- **Task description**: Search the material for the word "configuration" and copy each line that holds it.

- **Data shown**:
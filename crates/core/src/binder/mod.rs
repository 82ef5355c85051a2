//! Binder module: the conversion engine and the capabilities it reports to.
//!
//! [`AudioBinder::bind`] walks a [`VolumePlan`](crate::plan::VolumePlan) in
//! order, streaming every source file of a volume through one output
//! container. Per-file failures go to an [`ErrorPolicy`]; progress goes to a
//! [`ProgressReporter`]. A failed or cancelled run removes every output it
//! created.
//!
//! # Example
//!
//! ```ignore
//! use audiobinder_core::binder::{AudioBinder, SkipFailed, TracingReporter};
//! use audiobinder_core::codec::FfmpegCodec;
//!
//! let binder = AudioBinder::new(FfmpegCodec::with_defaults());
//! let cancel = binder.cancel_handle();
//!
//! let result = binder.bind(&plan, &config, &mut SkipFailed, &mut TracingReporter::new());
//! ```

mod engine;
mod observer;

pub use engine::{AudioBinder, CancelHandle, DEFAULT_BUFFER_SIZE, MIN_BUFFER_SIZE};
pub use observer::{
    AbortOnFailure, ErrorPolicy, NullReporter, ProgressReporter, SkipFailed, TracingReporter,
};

* * *

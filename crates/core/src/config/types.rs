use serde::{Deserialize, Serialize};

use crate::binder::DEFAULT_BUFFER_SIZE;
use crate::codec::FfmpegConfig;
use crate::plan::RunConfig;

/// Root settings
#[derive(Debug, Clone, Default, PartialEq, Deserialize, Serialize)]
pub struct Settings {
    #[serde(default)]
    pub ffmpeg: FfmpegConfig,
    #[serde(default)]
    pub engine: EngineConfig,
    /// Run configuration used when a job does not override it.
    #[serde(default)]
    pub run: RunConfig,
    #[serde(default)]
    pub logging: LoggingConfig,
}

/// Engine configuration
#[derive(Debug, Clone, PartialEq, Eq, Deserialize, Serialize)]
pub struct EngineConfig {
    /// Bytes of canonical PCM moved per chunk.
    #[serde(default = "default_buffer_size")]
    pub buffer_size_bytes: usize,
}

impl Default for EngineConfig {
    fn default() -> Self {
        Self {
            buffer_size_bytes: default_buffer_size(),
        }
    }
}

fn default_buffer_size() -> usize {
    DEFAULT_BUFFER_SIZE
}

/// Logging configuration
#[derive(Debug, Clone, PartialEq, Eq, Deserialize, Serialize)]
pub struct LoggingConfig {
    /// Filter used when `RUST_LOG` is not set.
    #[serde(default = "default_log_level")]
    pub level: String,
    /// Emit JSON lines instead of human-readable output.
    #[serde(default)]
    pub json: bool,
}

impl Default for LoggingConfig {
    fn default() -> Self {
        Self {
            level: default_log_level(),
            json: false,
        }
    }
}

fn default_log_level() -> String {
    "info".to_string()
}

- **Task output**:
    /// Run configuration used when a job does not override it.
/// Engine configuration
/// Logging configuration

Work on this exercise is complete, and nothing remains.